In the concluding paragraphs of the article, Ledford quotes from Hector Avalos, a theologian from Iowa State University in Ames. Avalos’ solution to the problem is simple—“cut the violent passages out of the scripture” (Ledford, 446:115). Avalos admits that such is a wildly controversial suggestion, but he says it ought not to be. Practically speaking, religious leaders generally avoid reading the passages that contain violence such as genocide anyway. So, according to Avalos, these passages should simply be removed from the text.
Several points need to be made concerning Ledford’s article. First, Nature is infamous for its support of Darwinian evolution. According to evolution, the sole purpose of an organism is to pass on its genes to the next generation. Who cares if it does this in a violent or passive way? Even the most cursory look into the natural verifies the fact that many animals are extremely violent. Furthermore, since humans are nothing more than higher forms of animals, and their purpose is to pass on their genes as well, why would aggression or violence be a negative characteristic? Why not glorify the violence as an adaptive trait that helps the fittest humans survive?

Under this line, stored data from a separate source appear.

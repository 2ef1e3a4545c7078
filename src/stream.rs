// Copyright 2025 STARGA Inc.
// Licensed under the Apache License, Version 2.0 (the “License”);
// you may not use this file except in compliance with the License.
// You may obtain a copy of the License at:
//     http://www.apache.org/licenses/LICENSE-2.0
//
// Unless required by applicable law or agreed to in writing, software
// distributed under the License is distributed on an “AS IS” BASIS,
// WITHOUT WARRANTIES OR CONDITIONS OF ANY KIND, either express or implied.
// See the License for the specific language governing permissions and
// limitations under the License.

// Part of the MIND project (Machine Intelligence Native Design).

//! Stream-ordered execution for non-host platforms.

use std::fmt;
use std::os::raw::c_void;
use std::panic::{self, AssertUnwindSafe};
use std::sync::mpsc::{self, Sender};
use std::sync::{Arc, Condvar, Mutex, MutexGuard, PoisonError};
use std::thread::{self, JoinHandle};

use crate::error::{Result, XcallError};

/// Work item executed in stream order.
pub type StreamWork = Box<dyn FnOnce() -> Result<()> + Send + 'static>;

/// Receives failures whose [`StreamEvent`] was dropped without waiting.
pub type UnclaimedSink = Box<dyn FnOnce(XcallError) + Send + 'static>;

enum SlotState {
    Waiting,
    Done(Result<()>),
    Abandoned,
    Claimed,
}

struct EventSlot {
    state: Mutex<SlotState>,
    ready: Condvar,
    unclaimed: Mutex<Option<UnclaimedSink>>,
}

impl EventSlot {
    fn lock(&self) -> MutexGuard<'_, SlotState> {
        self.state.lock().unwrap_or_else(PoisonError::into_inner)
    }

    fn hand_off(&self, err: XcallError) {
        let sink = self
            .unclaimed
            .lock()
            .unwrap_or_else(PoisonError::into_inner)
            .take();
        if let Some(sink) = sink {
            sink(err);
        }
    }
}

/// Completion of one enqueued work item.
///
/// Waiting yields that item's own outcome. If the event is dropped unwaited,
/// a failure goes to the sink given at construction instead.
pub struct StreamEvent {
    slot: Arc<EventSlot>,
}

/// Producer half of a [`StreamEvent`], held by whoever runs the work.
pub struct EventSignal {
    slot: Option<Arc<EventSlot>>,
}

impl StreamEvent {
    pub fn channel(unclaimed: UnclaimedSink) -> (EventSignal, StreamEvent) {
        let slot = Arc::new(EventSlot {
            state: Mutex::new(SlotState::Waiting),
            ready: Condvar::new(),
            unclaimed: Mutex::new(Some(unclaimed)),
        });
        (
            EventSignal {
                slot: Some(Arc::clone(&slot)),
            },
            StreamEvent { slot },
        )
    }

    /// Block until the work item has run.
    pub fn wait(self) -> Result<()> {
        let mut state = self.slot.lock();
        while matches!(*state, SlotState::Waiting) {
            state = self
                .slot
                .ready
                .wait(state)
                .unwrap_or_else(PoisonError::into_inner);
        }
        let previous = std::mem::replace(&mut *state, SlotState::Claimed);
        match previous {
            SlotState::Done(outcome) => outcome,
            _ => Err(XcallError::Internal("stream event already consumed".into())),
        }
    }
}

impl Drop for StreamEvent {
    fn drop(&mut self) {
        let mut state = self.slot.lock();
        let previous = std::mem::replace(&mut *state, SlotState::Abandoned);
        match previous {
            SlotState::Done(Err(err)) => {
                drop(state);
                self.slot.hand_off(err);
            }
            SlotState::Claimed => *state = SlotState::Claimed,
            _ => {}
        }
    }
}

impl fmt::Debug for StreamEvent {
    fn fmt(&self, f: &mut fmt::Formatter<'_>) -> fmt::Result {
        f.debug_struct("StreamEvent").finish_non_exhaustive()
    }
}

impl EventSignal {
    /// Deliver the outcome of the work item.
    pub fn complete(mut self, outcome: Result<()>) {
        if let Some(slot) = self.slot.take() {
            deliver(&slot, outcome);
        }
    }

    /// Withdraw work that was never accepted; the event reports nothing.
    pub fn cancel(mut self) {
        self.slot.take();
    }
}

impl Drop for EventSignal {
    fn drop(&mut self) {
        if let Some(slot) = self.slot.take() {
            deliver(
                &slot,
                Err(XcallError::Internal(
                    "stream work was dropped before it ran".into(),
                )),
            );
        }
    }
}

fn deliver(slot: &EventSlot, outcome: Result<()>) {
    let mut state = slot.lock();
    if matches!(*state, SlotState::Abandoned) {
        drop(state);
        if let Err(err) = outcome {
            slot.hand_off(err);
        }
        return;
    }
    *state = SlotState::Done(outcome);
    slot.ready.notify_all();
}

/// An ordered execution queue, such as an accelerator stream.
///
/// Enqueued work runs in submission order.
pub trait Stream: Send + Sync {
    /// Opaque platform handle forwarded to native stream handlers.
    fn raw_handle(&self) -> *mut c_void;

    fn enqueue(&self, work: StreamWork) -> Result<StreamEvent>;

    /// Block until all enqueued work has run. Returns the first failure
    /// whose event was dropped unwaited since the previous synchronization.
    fn synchronize(&self) -> Result<()>;
}

#[derive(Default)]
struct QueueState {
    pending: usize,
    first_error: Option<XcallError>,
}

struct Shared {
    state: Mutex<QueueState>,
    idle: Condvar,
}

struct Job {
    work: StreamWork,
    signal: EventSignal,
}

/// Host-emulated stream backed by one worker thread.
pub struct InOrderStream {
    sender: Mutex<Option<Sender<Job>>>,
    shared: Arc<Shared>,
    worker: Mutex<Option<JoinHandle<()>>>,
}

impl InOrderStream {
    pub fn new() -> Self {
        let (sender, receiver) = mpsc::channel::<Job>();
        let shared = Arc::new(Shared {
            state: Mutex::new(QueueState::default()),
            idle: Condvar::new(),
        });
        let worker_shared = Arc::clone(&shared);
        let worker = thread::Builder::new()
            .name("mind-xcall-stream".into())
            .spawn(move || {
                for Job { work, signal } in receiver {
                    let outcome = panic::catch_unwind(AssertUnwindSafe(work)).unwrap_or_else(|_| {
                        Err(XcallError::Internal("stream work panicked".into()))
                    });
                    if let Err(err) = &outcome {
                        tracing::warn!(error = %err, "stream work failed");
                    }
                    signal.complete(outcome);
                    let mut state = worker_shared
                        .state
                        .lock()
                        .unwrap_or_else(PoisonError::into_inner);
                    state.pending -= 1;
                    if state.pending == 0 {
                        worker_shared.idle.notify_all();
                    }
                }
            })
            .ok();
        Self {
            sender: Mutex::new(worker.as_ref().map(|_| sender)),
            shared,
            worker: Mutex::new(worker),
        }
    }

    /// Number of enqueued items that have not finished.
    pub fn pending(&self) -> usize {
        self.shared
            .state
            .lock()
            .unwrap_or_else(PoisonError::into_inner)
            .pending
    }
}

impl Default for InOrderStream {
    fn default() -> Self {
        Self::new()
    }
}

impl Stream for InOrderStream {
    fn raw_handle(&self) -> *mut c_void {
        Arc::as_ptr(&self.shared) as *mut c_void
    }

    fn enqueue(&self, work: StreamWork) -> Result<StreamEvent> {
        let sender = self.sender.lock().unwrap_or_else(PoisonError::into_inner);
        let Some(sender) = sender.as_ref() else {
            return Err(XcallError::Internal("stream worker is not running".into()));
        };
        let shared = Arc::clone(&self.shared);
        let (signal, event) = StreamEvent::channel(Box::new(move |err| {
            shared
                .state
                .lock()
                .unwrap_or_else(PoisonError::into_inner)
                .first_error
                .get_or_insert(err);
        }));
        self.shared
            .state
            .lock()
            .unwrap_or_else(PoisonError::into_inner)
            .pending += 1;
        if let Err(mpsc::SendError(job)) = sender.send(Job { work, signal }) {
            job.signal.cancel();
            let mut state = self.shared.state.lock().unwrap_or_else(PoisonError::into_inner);
            state.pending -= 1;
            return Err(XcallError::Internal("stream worker has exited".into()));
        }
        Ok(event)
    }

    fn synchronize(&self) -> Result<()> {
        let mut state = self.shared.state.lock().unwrap_or_else(PoisonError::into_inner);
        while state.pending > 0 {
            state = self
                .shared
                .idle
                .wait(state)
                .unwrap_or_else(PoisonError::into_inner);
        }
        match state.first_error.take() {
            Some(err) => Err(err),
            None => Ok(()),
        }
    }
}

impl Drop for InOrderStream {
    fn drop(&mut self) {
        self.sender
            .lock()
            .unwrap_or_else(PoisonError::into_inner)
            .take();
        if let Some(worker) = self
            .worker
            .lock()
            .unwrap_or_else(PoisonError::into_inner)
            .take()
        {
            let _ = worker.join();
        }
    }
}

#[cfg(test)]
mod tests {
    use super::*;
    use std::sync::atomic::{AtomicUsize, Ordering};

    #[test]
    fn work_runs_in_order() {
        let stream = InOrderStream::new();
        let log = Arc::new(Mutex::new(Vec::new()));
        for i in 0..8 {
            let log = Arc::clone(&log);
            stream
                .enqueue(Box::new(move || {
                    log.lock().unwrap().push(i);
                    Ok(())
                }))
                .unwrap();
        }
        stream.synchronize().unwrap();
        assert_eq!(*log.lock().unwrap(), (0..8).collect::<Vec<_>>());
        assert_eq!(stream.pending(), 0);
    }

    #[test]
    fn unwaited_error_surfaces_on_synchronize() {
        let stream = InOrderStream::new();
        let ran = Arc::new(AtomicUsize::new(0));
        drop(
            stream
                .enqueue(Box::new(|| Err(XcallError::Internal("boom".into()))))
                .unwrap(),
        );
        let counter = Arc::clone(&ran);
        stream
            .enqueue(Box::new(move || {
                counter.fetch_add(1, Ordering::SeqCst);
                Ok(())
            }))
            .unwrap();
        assert_eq!(
            stream.synchronize(),
            Err(XcallError::Internal("boom".into()))
        );
        assert_eq!(ran.load(Ordering::SeqCst), 1);
        stream.synchronize().unwrap();
    }

    #[test]
    fn events_report_only_their_own_outcome() {
        let stream = InOrderStream::new();
        let failed = stream
            .enqueue(Box::new(|| Err(XcallError::Internal("first".into()))))
            .unwrap();
        let ok = stream.enqueue(Box::new(|| Ok(()))).unwrap();
        ok.wait().unwrap();
        assert_eq!(failed.wait(), Err(XcallError::Internal("first".into())));
        stream.synchronize().unwrap();
    }
}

Second, even though some leaders might attempt to use the Bible to support modern-day violent acts of genocide or murder, such would be a heinous misinterpretation of the biblical message. This type of loose and improper handling of the Scripture fails to acknowledge that the crucial message of the Bible which is applicable today is summed up in such passages as Galatians 6:10: “Therefore, as we have opportunity, let us do good to all, especially to those who are of the household of faith.” Any person can misinterpret any literary text and misapply their self-imposed message.
Finally, attempts to destroy the Word of God by removing those parts that contradict a person’s chosen worldview have been legion throughout human history. During the life of Jeremiah the prophet, Jehoiakim reigned as king in Judah. Due to Jehoiakim’s sinful activities, the Lord instructed Jeremiah to produce a scroll containing the judgment that would come upon Judah and her wicked king. One of the king’s servants read the scroll and its divine judgments in the presence of Jehoiakim. Upon hearing the message, the evil king took a scribe’s knife, slashed the scroll to pieces, and tossed it into the fire burning in the hearth (Jeremiah 36:11-26). In a literal or figurative sense, humans have consistently attempted to do away with parts of God’s Word that they reject.
Instead of attempting to destroy the parts of God’s Word, we should be trying our best to rightly divide the Word of truth, since God’s Word will judge all people on the Day of Judgment (John 12:48). We should take heed to the inspired principle spoken by John pertaining to the book of Revelation:
For I testify to everyone who hears the words of the prophecy of this book: If anyone adds to these things, God will add to him the plagues that are written in this book; and if anyone takes away from the words of the book of this prophecy, God shall take away his part from the Book of Life, from the holy city, and from the things which are written in this book (Revelation 22:18-19, emp. added).
Ledford, Heidi (2007), “Scriptural Violence Can Foster Aggression,” Nature,446:114-115, March 8.